* Task brief *
Work through the listing below, copying each line that carries the word "await".

* Given data *
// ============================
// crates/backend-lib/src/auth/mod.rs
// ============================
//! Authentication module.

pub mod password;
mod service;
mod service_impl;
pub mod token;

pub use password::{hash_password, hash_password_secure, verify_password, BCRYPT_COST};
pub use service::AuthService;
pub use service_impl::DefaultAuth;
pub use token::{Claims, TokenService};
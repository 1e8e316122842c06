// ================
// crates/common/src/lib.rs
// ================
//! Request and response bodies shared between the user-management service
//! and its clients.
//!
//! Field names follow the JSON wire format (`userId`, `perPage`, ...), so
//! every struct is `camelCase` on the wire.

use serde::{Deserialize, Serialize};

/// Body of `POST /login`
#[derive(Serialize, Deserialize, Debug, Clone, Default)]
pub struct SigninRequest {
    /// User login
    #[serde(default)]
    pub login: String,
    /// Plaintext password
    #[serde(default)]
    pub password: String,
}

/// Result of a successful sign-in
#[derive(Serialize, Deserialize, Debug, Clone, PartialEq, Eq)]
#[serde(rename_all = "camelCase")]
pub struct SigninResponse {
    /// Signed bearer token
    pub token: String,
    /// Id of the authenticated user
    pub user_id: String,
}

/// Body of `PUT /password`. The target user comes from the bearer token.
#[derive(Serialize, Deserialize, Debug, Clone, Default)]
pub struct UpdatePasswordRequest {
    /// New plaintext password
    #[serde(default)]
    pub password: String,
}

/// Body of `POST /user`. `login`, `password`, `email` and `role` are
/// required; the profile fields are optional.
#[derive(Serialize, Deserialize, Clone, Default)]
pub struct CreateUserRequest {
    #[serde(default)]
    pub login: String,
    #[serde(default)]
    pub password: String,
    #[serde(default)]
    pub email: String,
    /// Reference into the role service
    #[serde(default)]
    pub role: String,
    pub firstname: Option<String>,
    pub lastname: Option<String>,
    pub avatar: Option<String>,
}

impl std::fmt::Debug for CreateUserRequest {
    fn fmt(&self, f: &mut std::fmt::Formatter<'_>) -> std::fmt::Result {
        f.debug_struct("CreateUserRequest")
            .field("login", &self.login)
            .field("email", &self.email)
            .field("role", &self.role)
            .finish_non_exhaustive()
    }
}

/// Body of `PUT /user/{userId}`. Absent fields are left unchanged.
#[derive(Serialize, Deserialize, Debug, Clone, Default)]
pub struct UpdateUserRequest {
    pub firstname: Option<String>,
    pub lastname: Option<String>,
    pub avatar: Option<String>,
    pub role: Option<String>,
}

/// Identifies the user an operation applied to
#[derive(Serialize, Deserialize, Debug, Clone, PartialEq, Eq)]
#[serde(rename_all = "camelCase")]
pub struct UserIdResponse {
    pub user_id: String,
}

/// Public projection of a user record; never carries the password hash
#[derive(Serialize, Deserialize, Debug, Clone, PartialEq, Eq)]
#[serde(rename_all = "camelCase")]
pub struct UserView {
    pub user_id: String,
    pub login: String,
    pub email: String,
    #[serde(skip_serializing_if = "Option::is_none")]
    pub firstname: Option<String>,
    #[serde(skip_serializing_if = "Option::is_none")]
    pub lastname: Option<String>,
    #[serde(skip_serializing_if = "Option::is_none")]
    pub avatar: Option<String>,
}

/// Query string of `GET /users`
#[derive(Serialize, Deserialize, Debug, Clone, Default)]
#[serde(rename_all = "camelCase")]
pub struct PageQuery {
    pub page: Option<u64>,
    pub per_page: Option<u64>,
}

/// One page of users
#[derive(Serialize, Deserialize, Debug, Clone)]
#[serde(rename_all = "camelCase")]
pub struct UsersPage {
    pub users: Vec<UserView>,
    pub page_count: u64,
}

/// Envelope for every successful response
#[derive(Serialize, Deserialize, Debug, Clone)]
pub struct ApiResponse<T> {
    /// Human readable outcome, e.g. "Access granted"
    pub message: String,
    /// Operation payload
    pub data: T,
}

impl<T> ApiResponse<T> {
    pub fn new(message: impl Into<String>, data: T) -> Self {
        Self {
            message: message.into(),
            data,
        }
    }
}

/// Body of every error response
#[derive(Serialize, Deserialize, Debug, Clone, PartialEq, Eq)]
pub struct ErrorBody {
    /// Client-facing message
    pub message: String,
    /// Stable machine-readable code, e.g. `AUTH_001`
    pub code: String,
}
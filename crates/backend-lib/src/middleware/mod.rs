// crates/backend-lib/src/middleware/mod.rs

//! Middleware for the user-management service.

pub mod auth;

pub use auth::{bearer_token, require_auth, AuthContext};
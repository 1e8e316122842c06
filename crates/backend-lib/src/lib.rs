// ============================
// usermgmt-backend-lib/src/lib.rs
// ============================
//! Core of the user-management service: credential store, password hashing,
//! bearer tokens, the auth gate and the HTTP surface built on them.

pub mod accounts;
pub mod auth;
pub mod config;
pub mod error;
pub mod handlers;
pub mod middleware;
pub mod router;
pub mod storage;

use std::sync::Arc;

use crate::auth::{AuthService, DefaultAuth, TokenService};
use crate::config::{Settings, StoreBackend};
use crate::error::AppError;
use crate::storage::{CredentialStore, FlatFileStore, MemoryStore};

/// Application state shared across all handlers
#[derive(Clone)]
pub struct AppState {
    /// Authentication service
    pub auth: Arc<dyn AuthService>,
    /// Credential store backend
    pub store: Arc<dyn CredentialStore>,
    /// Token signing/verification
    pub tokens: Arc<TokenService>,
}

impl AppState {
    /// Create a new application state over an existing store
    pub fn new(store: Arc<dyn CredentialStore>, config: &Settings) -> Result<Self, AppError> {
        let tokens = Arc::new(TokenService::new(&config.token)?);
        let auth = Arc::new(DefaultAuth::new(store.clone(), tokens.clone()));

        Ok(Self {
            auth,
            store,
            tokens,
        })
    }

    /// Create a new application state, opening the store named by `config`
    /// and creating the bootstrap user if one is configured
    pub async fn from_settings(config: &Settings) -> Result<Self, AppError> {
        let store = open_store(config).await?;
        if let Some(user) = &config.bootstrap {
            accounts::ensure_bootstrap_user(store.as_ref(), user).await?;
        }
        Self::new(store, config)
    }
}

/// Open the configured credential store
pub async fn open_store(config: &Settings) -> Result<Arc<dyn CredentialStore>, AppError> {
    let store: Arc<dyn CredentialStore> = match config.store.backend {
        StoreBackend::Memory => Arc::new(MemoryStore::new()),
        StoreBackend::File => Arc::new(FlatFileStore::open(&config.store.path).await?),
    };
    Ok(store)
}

* Result of this task *
        let store = open_store(config).await?;
            accounts::ensure_bootstrap_user(store.as_ref(), user).await?;
        StoreBackend::File => Arc::new(FlatFileStore::open(&config.store.path).await?),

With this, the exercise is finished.